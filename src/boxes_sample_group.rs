//! サンプルの依存関係とサンプルグループに関するボックス
//!
//! このモジュールは内部的なもので、構造体などの外部への提供は boxes モジュールを通して行う
use crate::{
    BaseBox, BoxType, Decode, Encode, Error, FullBox, Result, Uint,
    codec::{ByteReader, decode_full_box, encode_full_box},
};

/// [`SdtpBox`] のサンプルごとのエントリー（1 バイトに四つの 2 bit フィールドを詰めたもの）
#[derive(Debug, Default, Clone, Copy, PartialEq, Eq, Hash)]
#[allow(missing_docs)]
pub struct SdtpEntry {
    pub is_leading: Uint<u8, 2, 6>,
    pub sample_depends_on: Uint<u8, 2, 4>,
    pub sample_is_depended_on: Uint<u8, 2, 2>,
    pub sample_has_redundancy: Uint<u8, 2>,
}

impl Encode for SdtpEntry {
    fn encode(&self, buf: &mut [u8]) -> Result<usize> {
        let packed = self.is_leading.to_bits()
            | self.sample_depends_on.to_bits()
            | self.sample_is_depended_on.to_bits()
            | self.sample_has_redundancy.to_bits();
        packed.encode(buf)
    }
}

impl Decode for SdtpEntry {
    fn decode(buf: &[u8]) -> Result<(Self, usize)> {
        let (packed, size) = u8::decode(buf)?;
        let entry = Self {
            is_leading: Uint::from_bits(packed),
            sample_depends_on: Uint::from_bits(packed),
            sample_is_depended_on: Uint::from_bits(packed),
            sample_has_redundancy: Uint::from_bits(packed),
        };
        Ok((entry, size))
    }
}

/// [ISO/IEC 14496-12] SampleDependencyTypeBox class (親: [`StblBox`](crate::boxes::StblBox))
///
/// エントリー数は明示されず、ボックスの残りサイズから決まる（サンプル数と一致していること）
#[derive(Debug, Clone, PartialEq, Eq, Hash)]
#[allow(missing_docs)]
pub struct SdtpBox {
    pub entries: Vec<SdtpEntry>,
}

impl SdtpBox {
    /// ボックス種別
    pub const TYPE: BoxType = BoxType::Normal(*b"sdtp");
}

impl Encode for SdtpBox {
    fn encode(&self, buf: &mut [u8]) -> Result<usize> {
        encode_full_box(buf, self, |w| {
            for entry in &self.entries {
                w.put(entry)?;
            }
            Ok(())
        })
    }
}

impl Decode for SdtpBox {
    fn decode(buf: &[u8]) -> Result<(Self, usize)> {
        decode_full_box(buf, Self::TYPE, |_, r| {
            let mut entries = Vec::with_capacity(r.remaining().len());
            while !r.is_empty() {
                entries.push(r.get()?);
            }
            Ok(Self { entries })
        })
    }
}

impl BaseBox for SdtpBox {
    fn box_type(&self) -> BoxType {
        Self::TYPE
    }
}

impl FullBox for SdtpBox {}

/// [`SgpdBox`] に含まれるサンプルグループの記述
#[derive(Debug, Clone, PartialEq, Eq, Hash)]
pub enum SampleGroupDescription {
    /// [ISO/IEC 14496-12] VisualRandomAccessEntry ('rap ')
    RandomAccess {
        /// 先行サンプル数が判明しているかどうか
        num_leading_samples_known: bool,

        /// 先行サンプル数（7 bit）
        num_leading_samples: u8,
    },

    /// [ISO/IEC 14496-12] VisualRollRecoveryEntry / AudioRollRecoveryEntry ('roll', 'prol')
    ///
    /// 正の値は復帰までに必要な後続サンプル数を、負の値はプリロールに必要な先行サンプル数を表す
    RollRecovery {
        /// ロール距離
        roll_distance: i16,
    },

    /// 構造化して扱わない記述
    Unknown {
        /// 記述のバイト列
        payload: Vec<u8>,
    },
}

type LeadingKnown = Uint<u8, 1, 7>;
type LeadingCount = Uint<u8, 7>;

impl SampleGroupDescription {
    /// version 0 の `sgpd` で使われる、グループ種別ごとの固定の記述長
    fn implicit_length(grouping_type: [u8; 4]) -> Option<usize> {
        match &grouping_type {
            b"rap " => Some(1),
            b"roll" | b"prol" => Some(2),
            _ => None,
        }
    }

    /// 長さの決まった記述を一つ読み込む
    fn parse(grouping_type: [u8; 4], bytes: &[u8]) -> Result<Self> {
        let mut r = ByteReader::new(bytes);
        let description = match &grouping_type {
            b"rap " => {
                let packed = r.get()?;
                Self::RandomAccess {
                    num_leading_samples_known: LeadingKnown::from_bits(packed).get() == 1,
                    num_leading_samples: LeadingCount::from_bits(packed).get(),
                }
            }
            b"roll" | b"prol" => Self::RollRecovery {
                roll_distance: r.get()?,
            },
            _ => Self::Unknown {
                payload: bytes.to_vec(),
            },
        };
        Ok(description)
    }
}

impl Encode for SampleGroupDescription {
    fn encode(&self, buf: &mut [u8]) -> Result<usize> {
        match self {
            Self::RandomAccess {
                num_leading_samples_known,
                num_leading_samples,
            } => {
                let packed = LeadingKnown::new(*num_leading_samples_known as u8).to_bits()
                    | LeadingCount::from_bits(*num_leading_samples).to_bits();
                packed.encode(buf)
            }
            Self::RollRecovery { roll_distance } => roll_distance.encode(buf),
            Self::Unknown { payload } => payload.encode(buf),
        }
    }
}

/// [ISO/IEC 14496-12] SampleGroupDescriptionBox class (親: [`StblBox`](crate::boxes::StblBox) / [`TrafBox`](crate::boxes::TrafBox))
///
/// 書き込みは常に version 1 で行う
#[derive(Debug, Clone, PartialEq, Eq, Hash)]
#[allow(missing_docs)]
pub struct SgpdBox {
    pub grouping_type: [u8; 4],
    pub entries: Vec<SampleGroupDescription>,
}

impl SgpdBox {
    /// ボックス種別
    pub const TYPE: BoxType = BoxType::Normal(*b"sgpd");

    /// ランダムアクセスポイントのグループ種別
    pub const GROUPING_TYPE_RAP: [u8; 4] = *b"rap ";

    /// ロールリカバリーのグループ種別
    pub const GROUPING_TYPE_ROLL: [u8; 4] = *b"roll";

    /// 全エントリーの長さが揃っていればその値、そうでなければ 0
    fn default_length(&self) -> Result<u32> {
        let mut common = None;
        for entry in &self.entries {
            let length = entry.encode_to_vec()?.len() as u32;
            match common {
                None => common = Some(length),
                Some(n) if n == length => {}
                Some(_) => return Ok(0),
            }
        }
        Ok(common.unwrap_or(0))
    }
}

impl Encode for SgpdBox {
    fn encode(&self, buf: &mut [u8]) -> Result<usize> {
        let default_length = self.default_length()?;
        encode_full_box(buf, self, |w| {
            w.put(&self.grouping_type)?;
            w.put(&default_length)?;
            w.put(&(self.entries.len() as u32))?;
            for entry in &self.entries {
                if default_length != 0 {
                    w.put(entry)?;
                    continue;
                }
                let length_position = w.position();
                w.put(&0u32)?;
                w.put(entry)?;
                let length = w.position() - length_position - 4;
                w.put_at(length_position, &(length as u32))?;
            }
            Ok(())
        })
    }
}

impl Decode for SgpdBox {
    fn decode(buf: &[u8]) -> Result<(Self, usize)> {
        decode_full_box(buf, Self::TYPE, |header, r| {
            let grouping_type = r.get()?;
            let default_length: Option<u32> = match header.version {
                0 => None,
                _ => Some(r.get()?),
            };
            if header.version >= 2 {
                // default_sample_description_index
                r.take(4)?;
            }

            let entry_count: u32 = r.get()?;
            let mut entries = Vec::new();
            for _ in 0..entry_count {
                let length = match default_length {
                    Some(0) => r.get::<u32>()? as usize,
                    Some(n) => n as usize,
                    None => SampleGroupDescription::implicit_length(grouping_type).ok_or_else(
                        || Error::unsupported("Version 0 'sgpd' box with an unknown grouping type"),
                    )?,
                };
                let bytes = r
                    .take(length)
                    .map_err(|_| Error::invalid_data("Too large sample group entry length"))?;
                entries.push(SampleGroupDescription::parse(grouping_type, bytes)?);
            }
            Ok(Self {
                grouping_type,
                entries,
            })
        })
    }
}

impl BaseBox for SgpdBox {
    fn box_type(&self) -> BoxType {
        Self::TYPE
    }
}

impl FullBox for SgpdBox {
    fn full_box_version(&self) -> u8 {
        1
    }
}

/// [`SbgpBox`] がどのボックスの下に配置されているか
///
/// 配置場所によってグループ記述のインデックスの解釈が異なる
#[derive(Debug, Default, Clone, Copy, PartialEq, Eq, Hash)]
pub enum SampleGroupContext {
    /// `stbl` の下（インデックスは同じ `stbl` 内の [`SgpdBox`] を参照する）
    #[default]
    SampleTable,

    /// `traf` の下（インデックスは同じ `traf` 内の [`SgpdBox`] を参照し、ファイル上では 0x10000 が加算される）
    Fragment,
}

impl SampleGroupContext {
    /// フラグメント内のグループ記述を参照するインデックスに加算される値
    pub const FRAGMENT_LOCAL_INDEX_BASE: u32 = 0x10000;
}

/// [`SbgpBox`] のエントリー
#[derive(Debug, Clone, Copy, PartialEq, Eq, Hash)]
#[allow(missing_docs)]
pub struct SbgpEntry {
    pub sample_count: u32,

    /// 1 始まりのグループ記述のインデックス（0 はどのグループにも属さないことを表す）
    pub group_description_index: u32,
}

/// [ISO/IEC 14496-12] SampleToGroupBox class (親: [`StblBox`](crate::boxes::StblBox) / [`TrafBox`](crate::boxes::TrafBox))
#[derive(Debug, Clone, PartialEq, Eq, Hash)]
#[allow(missing_docs)]
pub struct SbgpBox {
    pub grouping_type: [u8; 4],
    pub grouping_type_parameter: Option<u32>,
    pub context: SampleGroupContext,
    pub entries: Vec<SbgpEntry>,
}

impl SbgpBox {
    /// ボックス種別
    pub const TYPE: BoxType = BoxType::Normal(*b"sbgp");

    /// ファイル上の値をフラグメント内の解釈に変換する
    ///
    /// ムービー全体のグループ記述を参照するエントリーは扱えないのでエラーとなる
    pub fn into_fragment_context(mut self) -> Result<Self> {
        if self.context == SampleGroupContext::Fragment {
            return Ok(self);
        }
        for entry in &mut self.entries {
            entry.group_description_index = match entry.group_description_index {
                0 => 0,
                i if i > SampleGroupContext::FRAGMENT_LOCAL_INDEX_BASE => {
                    i - SampleGroupContext::FRAGMENT_LOCAL_INDEX_BASE
                }
                _ => {
                    return Err(Error::unsupported(
                        "Fragment 'sbgp' entries referring to movie-level descriptions",
                    )
                    .with_box_type(Self::TYPE));
                }
            };
        }
        self.context = SampleGroupContext::Fragment;
        Ok(self)
    }

    /// ファイルに書き込むインデックス
    fn stored_index(&self, index: u32) -> Result<u32> {
        if self.context == SampleGroupContext::SampleTable || index == 0 {
            return Ok(index);
        }
        index
            .checked_add(SampleGroupContext::FRAGMENT_LOCAL_INDEX_BASE)
            .ok_or_else(|| Error::invalid_input("Too large fragment-local group index"))
    }
}

impl Encode for SbgpBox {
    fn encode(&self, buf: &mut [u8]) -> Result<usize> {
        encode_full_box(buf, self, |w| {
            w.put(&self.grouping_type)?;
            w.put(&self.grouping_type_parameter)?;
            w.put(&(self.entries.len() as u32))?;
            for entry in &self.entries {
                w.put(&entry.sample_count)?;
                w.put(&self.stored_index(entry.group_description_index)?)?;
            }
            Ok(())
        })
    }
}

impl Decode for SbgpBox {
    fn decode(buf: &[u8]) -> Result<(Self, usize)> {
        decode_full_box(buf, Self::TYPE, |header, r| {
            let grouping_type = r.get()?;
            let grouping_type_parameter = match header.version {
                1 => Some(r.get()?),
                _ => None,
            };
            let entry_count: u32 = r.get()?;
            let capacity = (entry_count as usize).min(r.remaining().len() / 8);
            let mut entries = Vec::with_capacity(capacity);
            for _ in 0..entry_count {
                entries.push(SbgpEntry {
                    sample_count: r.get()?,
                    group_description_index: r.get()?,
                });
            }
            Ok(Self {
                grouping_type,
                grouping_type_parameter,
                context: SampleGroupContext::SampleTable,
                entries,
            })
        })
    }
}

impl BaseBox for SbgpBox {
    fn box_type(&self) -> BoxType {
        Self::TYPE
    }
}

impl FullBox for SbgpBox {
    fn full_box_version(&self) -> u8 {
        self.grouping_type_parameter.is_some() as u8
    }
}

#[cfg(test)]
mod tests {
    use super::*;

    #[test]
    fn fragment_local_indices_are_offset() {
        let sbgp = SbgpBox {
            grouping_type: SgpdBox::GROUPING_TYPE_ROLL,
            grouping_type_parameter: None,
            context: SampleGroupContext::Fragment,
            entries: vec![
                SbgpEntry {
                    sample_count: 3,
                    group_description_index: 0,
                },
                SbgpEntry {
                    sample_count: 1,
                    group_description_index: 2,
                },
            ],
        };
        let bytes = sbgp.encode_to_vec().expect("encode");
        assert_eq!(&bytes[bytes.len() - 4..], &0x10002u32.to_be_bytes());

        let (decoded, _) = SbgpBox::decode(&bytes).expect("decode");
        assert_eq!(decoded.context, SampleGroupContext::SampleTable);
        assert_eq!(decoded.entries[1].group_description_index, 0x10002);
        assert_eq!(decoded.into_fragment_context().expect("convert"), sbgp);
    }

    #[test]
    fn movie_level_index_in_fragment_is_rejected() {
        let sbgp = SbgpBox {
            grouping_type: SgpdBox::GROUPING_TYPE_RAP,
            grouping_type_parameter: None,
            context: SampleGroupContext::SampleTable,
            entries: vec![SbgpEntry {
                sample_count: 1,
                group_description_index: 1,
            }],
        };
        assert!(sbgp.into_fragment_context().is_err());
    }

    #[test]
    fn sgpd_with_uniform_entries_uses_default_length() {
        let sgpd = SgpdBox {
            grouping_type: SgpdBox::GROUPING_TYPE_RAP,
            entries: vec![
                SampleGroupDescription::RandomAccess {
                    num_leading_samples_known: true,
                    num_leading_samples: 2,
                },
                SampleGroupDescription::RandomAccess {
                    num_leading_samples_known: false,
                    num_leading_samples: 0,
                },
            ],
        };
        let bytes = sgpd.encode_to_vec().expect("encode");
        // header(8) + fullbox(4) + grouping_type(4) + default_length(4) + count(4) + 2 entries
        assert_eq!(bytes.len(), 8 + 4 + 4 + 4 + 4 + 2);
        assert_eq!(&bytes[16..20], &1u32.to_be_bytes());
        assert_eq!(bytes[24], 0x82);
        assert_eq!(SgpdBox::decode(&bytes).expect("decode").0, sgpd);
    }

    #[test]
    fn sgpd_with_mixed_entries_prefixes_lengths() {
        let sgpd = SgpdBox {
            grouping_type: *b"xxxx",
            entries: vec![
                SampleGroupDescription::Unknown {
                    payload: vec![1, 2, 3],
                },
                SampleGroupDescription::Unknown { payload: vec![4] },
            ],
        };
        let bytes = sgpd.encode_to_vec().expect("encode");
        assert_eq!(&bytes[16..20], &0u32.to_be_bytes());
        assert_eq!(&bytes[24..28], &3u32.to_be_bytes());
        assert_eq!(SgpdBox::decode(&bytes).expect("decode").0, sgpd);
    }

    #[test]
    fn sgpd_version_0_needs_known_grouping_type() {
        // version 0, grouping_type "roll", entry_count 1, roll_distance -1
        let mut bytes = vec![0, 0, 0, 22, b's', b'g', b'p', b'd', 0, 0, 0, 0];
        bytes.extend_from_slice(b"roll");
        bytes.extend_from_slice(&1u32.to_be_bytes());
        bytes.extend_from_slice(&(-1i16).to_be_bytes());
        let (sgpd, _) = SgpdBox::decode(&bytes).expect("decode");
        assert_eq!(
            sgpd.entries,
            [SampleGroupDescription::RollRecovery { roll_distance: -1 }]
        );

        bytes[12..16].copy_from_slice(b"xxxx");
        assert!(SgpdBox::decode(&bytes).is_err());
    }
}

THE TASK
The string to find is "header"; copy every line of the listing that has it.

EXERCISE OUTPUT
        decode_full_box(buf, Self::TYPE, |header, r| {
            let default_length: Option<u32> = match header.version {
            if header.version >= 2 {
        decode_full_box(buf, Self::TYPE, |header, r| {
            let grouping_type_parameter = match header.version {
        // header(8) + fullbox(4) + grouping_type(4) + default_length(4) + count(4) + 2 entries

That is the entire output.